In joining the opinion and judgment of the Court, I add these few concurring words.
The three-judge District Court's decree suppressing the use of the seized material as evidence and ordering its return to the appellees was an injunctive order, from which an appeal was properly taken directly to this Court. 28 U. S. C. § 1253. The decree was plainly wrong under Stefanelli v. Minard, 342 U. S. 117, and I agree that it must be reversed. In Stefanelli we affirmed the refusal of a federal district court to suppress the use in a pending state prosecution of evidence that the petitioners alleged had been obtained in an unlawful search. Our ruling there is clearly applicable to the facts before us:
“We hold that the federal courts should refuse to intervene in State criminal proceedings to suppress the use of evidence even when claimed to have been secured by unlawful search and seizure.” 342 U. S., at 120.

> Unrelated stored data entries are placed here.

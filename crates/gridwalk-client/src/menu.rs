//! Pure input parsing for the interactive menu.
//!
//! Kept free of stdin so the accept/reject rules are unit-testable; the
//! binary owns the prompt/retry loop.

use thiserror::Error;

/// Top-level menu actions.
#[derive(Debug, Clone, Copy, PartialEq, Eq)]
pub enum MenuChoice {
    /// Prompt for parameters and request a run.
    NewSimulation,
    /// Connect to an already running server without starting anything.
    ConnectOnly,
    /// Send QUIT and exit.
    Quit,
}

/// Errors produced by a single input line.
#[derive(Debug, Error, PartialEq, Eq)]
pub enum MenuError {
    #[error("not a number: {0:?}")]
    NotANumber(String),

    #[error("{value} is outside [{min}..{max}]")]
    OutOfRange { value: i64, min: i64, max: i64 },
}

/// Parses a menu choice. `None` means the input matched no menu entry.
pub fn parse_choice(input: &str) -> Option<MenuChoice> {
    match input.trim() {
        "1" => Some(MenuChoice::NewSimulation),
        "2" => Some(MenuChoice::ConnectOnly),
        "3" => Some(MenuChoice::Quit),
        _ => None,
    }
}

/// Parses a bounded integer answer. An empty line means "take the default";
/// anything else must parse as an integer inside `[min, max]`.
pub fn parse_bounded(input: &str, min: i64, max: i64, default: i64) -> Result<i64, MenuError> {
    let trimmed = input.trim();
    if trimmed.is_empty() {
        return Ok(default);
    }
    let value: i64 = trimmed
        .parse()
        .map_err(|_| MenuError::NotANumber(trimmed.to_string()))?;
    if value < min || value > max {
        return Err(MenuError::OutOfRange { value, min, max });
    }
    Ok(value)
}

See also Cleary v. Bolger, 371 U. S. 392, 400.
I also agree that the appeal from the declaratory judgment holding the parish ordinance unconstitutional is not properly before us. This Court has no power to consider the merits of that appeal for two quite distinct reasons, each sufficient to defeat our jurisdiction. First, the ordinance is neither a state statute nor of statewide application. The case thus presents a fortiori the situation in which the Court found no jurisdiction in Moody v. Flowers, 387 U. S. 97, 101. Second, the appeal is from the grant of declaratory relief, not from the grant or denial of an injunction, and jurisdiction under 28 U. S. C. § 1253 is therefore lacking. Gunn v. University Committee to End the War in Viet Nam, 399 U. S. 383; id., at 391 (White, J., concurring).

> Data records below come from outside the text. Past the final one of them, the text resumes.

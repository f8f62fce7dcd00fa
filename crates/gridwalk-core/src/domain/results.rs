//! Per-run statistics: replication outcomes accumulated into a summary.

use std::fmt;

use serde::{Deserialize, Serialize};

use crate::domain::params::SimulationParameters;

/// Histogram bin upper bounds for successful replications, in steps.
///
/// Bin 0 holds runs home in at most 20 steps, bin 1 at most 50, bin 2 at most
/// 100, and bin 3 everything longer.
pub const BIN_BOUNDS: [u32; 3] = [20, 50, 100];

/// Accumulates the outcome of each replication in one simulation run.
///
/// Reset at every START; fed once per completed replication; summarized only
/// after the whole run finishes.
#[derive(Debug, Clone, PartialEq, Eq, Serialize, Deserialize)]
pub struct Results {
    /// Parameters of the run being aggregated, echoed into the summary.
    pub params: SimulationParameters,
    /// Replications requested for this run.
    pub reps_total: u32,
    /// Replications that reached the origin within the step budget.
    pub success_count: u32,
    /// Replications that exhausted `k_max` without reaching the origin.
    pub fail_count: u32,
    /// Sum of step counts over successful replications.
    pub sum_steps_success: u64,
    /// Fewest steps any successful replication took. `u32::MAX` until the
    /// first success so any real count lowers it.
    pub min_steps: u32,
    /// Most steps any successful replication took.
    pub max_steps: u32,
    /// Step-count histogram over successful replications.
    pub bins: [u32; 4],
}

impl Results {
    /// A fresh aggregator for a run of `params.reps` replications.
    pub fn new(params: &SimulationParameters) -> Self {
        Results {
            params: *params,
            reps_total: params.reps,
            success_count: 0,
            fail_count: 0,
            sum_steps_success: 0,
            min_steps: u32::MAX,
            max_steps: 0,
            bins: [0; 4],
        }
    }

    /// Picks the histogram bin for a successful replication's step count.
    fn bin_for(steps: u32) -> usize {
        if steps <= BIN_BOUNDS[0] {
            0
        } else if steps <= BIN_BOUNDS[1] {
            1
        } else if steps <= BIN_BOUNDS[2] {
            2
        } else {
            3
        }
    }

    /// Records one completed replication.
    pub fn record(&mut self, steps: u32, success: bool) {
        if success {
            self.success_count += 1;
            self.sum_steps_success += steps as u64;
            self.min_steps = self.min_steps.min(steps);
            self.max_steps = self.max_steps.max(steps);
            self.bins[Self::bin_for(steps)] += 1;
        } else {
            self.fail_count += 1;
        }
    }

    /// Read-only summary of the run so far.
    pub fn report(&self) -> RunSummary {
        let completed = self.success_count + self.fail_count;
        let success_pct = if completed > 0 {
            self.success_count as f64 * 100.0 / completed as f64
        } else {
            0.0
        };
        let steps = if self.success_count > 0 {
            Some(StepStats {
                mean: self.sum_steps_success as f64 / self.success_count as f64,
                min: self.min_steps,
                max: self.max_steps,
            })
        } else {
            None
        };
        RunSummary {
            params: self.params,
            reps_total: self.reps_total,
            success_count: self.success_count,
            fail_count: self.fail_count,
            success_pct,
            steps,
            bins: self.bins,
        }
    }
}

/// Step-count statistics over successful replications.
#[derive(Debug, Clone, Copy, PartialEq, Serialize, Deserialize)]
pub struct StepStats {
    pub mean: f64,
    pub min: u32,
    pub max: u32,
}

/// Snapshot summary of one run, suitable for logging or display.
#[derive(Debug, Clone, PartialEq, Serialize, Deserialize)]
pub struct RunSummary {
    /// Parameters the run was started with.
    pub params: SimulationParameters,
    pub reps_total: u32,
    pub success_count: u32,
    pub fail_count: u32,
    pub success_pct: f64,
    /// `None` when no replication succeeded.
    pub steps: Option<StepStats>,
    pub bins: [u32; 4],
}

impl fmt::Display for RunSummary {
    fn fmt(&self, f: &mut fmt::Formatter<'_>) -> fmt::Result {
        writeln!(
            f,
            "grid {}x{}, k_max {}, p(up/down/left/right) {}/{}/{}/{}%",
            self.params.width,
            self.params.height,
            self.params.k_max,
            self.params.p_up,
            self.params.p_down,
            self.params.p_left,
            self.params.p_right
        )?;
        writeln!(
            f,
            "replications: {} ({} succeeded, {} failed, {:.1}% success)",
            self.reps_total, self.success_count, self.fail_count, self.success_pct
        )?;
        match &self.steps {
            Some(s) => writeln!(
                f,
                "steps to origin: mean {:.2}, min {}, max {}",
                s.mean, s.min, s.max
            )?,
            None => writeln!(f, "steps to origin: n/a (no successful replication)")?,
        }
        write!(
            f,
            "histogram: <=20: {}  <=50: {}  <=100: {}  >100: {}",
            self.bins[0], self.bins[1], self.bins[2], self.bins[3]
        )
    }
}

#[cfg(test)]
mod tests {
    use super::*;

    fn params() -> SimulationParameters {
        SimulationParameters {
            width: 10,
            height: 10,
            k_max: 200,
            reps: 5,
            seed: 42,
            p_up: 25,
            p_down: 25,
            p_left: 25,
            p_right: 25,
        }
    }

    #[test]
    fn test_new_aggregator_starts_empty() {
        let r = Results::new(&params());
        assert_eq!(r.reps_total, 5);
        assert_eq!(r.success_count, 0);
        assert_eq!(r.fail_count, 0);
        assert_eq!(r.min_steps, u32::MAX);
        assert_eq!(r.max_steps, 0);
        assert_eq!(r.bins, [0; 4]);
    }

    #[test]
    fn test_first_success_sets_min_and_max() {
        let mut r = Results::new(&params());
        r.record(37, true);
        assert_eq!(r.min_steps, 37);
        assert_eq!(r.max_steps, 37);
        assert_eq!(r.sum_steps_success, 37);
    }

    #[test]
    fn test_histogram_bin_boundaries() {
        let mut r = Results::new(&params());
        for steps in [1, 20, 21, 50, 51, 100, 101, 5000] {
            r.record(steps, true);
        }
        assert_eq!(r.bins, [2, 2, 2, 2]);
    }

    #[test]
    fn test_failures_touch_only_fail_count() {
        let mut r = Results::new(&params());
        r.record(200, false);
        r.record(200, false);
        assert_eq!(r.fail_count, 2);
        assert_eq!(r.success_count, 0);
        assert_eq!(r.bins, [0; 4]);
        assert_eq!(r.min_steps, u32::MAX);
        assert_eq!(r.sum_steps_success, 0);
    }

    #[test]
    fn test_bins_partition_successes() {
        let mut r = Results::new(&params());
        r.record(10, true);
        r.record(45, true);
        r.record(99, true);
        r.record(200, false);
        r.record(130, true);
        let bin_sum: u32 = r.bins.iter().sum();
        assert_eq!(bin_sum, r.success_count);
        assert_eq!(r.success_count + r.fail_count, r.reps_total);
    }

    #[test]
    fn test_report_mean_min_max() {
        let mut r = Results::new(&params());
        r.record(10, true);
        r.record(30, true);
        r.record(200, false);
        let summary = r.report();
        let steps = summary.steps.expect("has successes");
        assert!((steps.mean - 20.0).abs() < f64::EPSILON);
        assert_eq!(steps.min, 10);
        assert_eq!(steps.max, 30);
        assert!((summary.success_pct - 2.0 * 100.0 / 3.0).abs() < 1e-9);
    }

    #[test]
    fn test_report_with_no_successes_omits_step_stats() {
        let mut r = Results::new(&params());
        r.record(200, false);
        let summary = r.report();
        assert!(summary.steps.is_none());
        assert_eq!(summary.success_pct, 0.0);
    }

    #[test]
    fn test_summary_display_mentions_counts_and_bins() {
        let mut r = Results::new(&params());
        r.record(15, true);
        r.record(200, false);
        let text = r.report().to_string();
        assert!(text.contains("grid 10x10"));
        assert!(text.contains("1 succeeded"));
        assert!(text.contains("1 failed"));
        assert!(text.contains("<=20: 1"));
    }
}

*90This is not a case in which the District Court’s action on the prayer for declaratory relief was so bound up with its action on the request for an injunction that this Court might, on direct appeal, consider the propriety of declaratory relief on pendency grounds. Cf. Zwickler v. Koota, 389 U. S. 241; Samuels v. Mackell, ante, p. 66. Indeed, the District Court itself recognized that the request for a declaratory judgment regarding the local ordinance was so unrelated to the prayer for injunctive relief against the state statute that the single District Judge entered a separate order declaring the ordinance unconstitutional.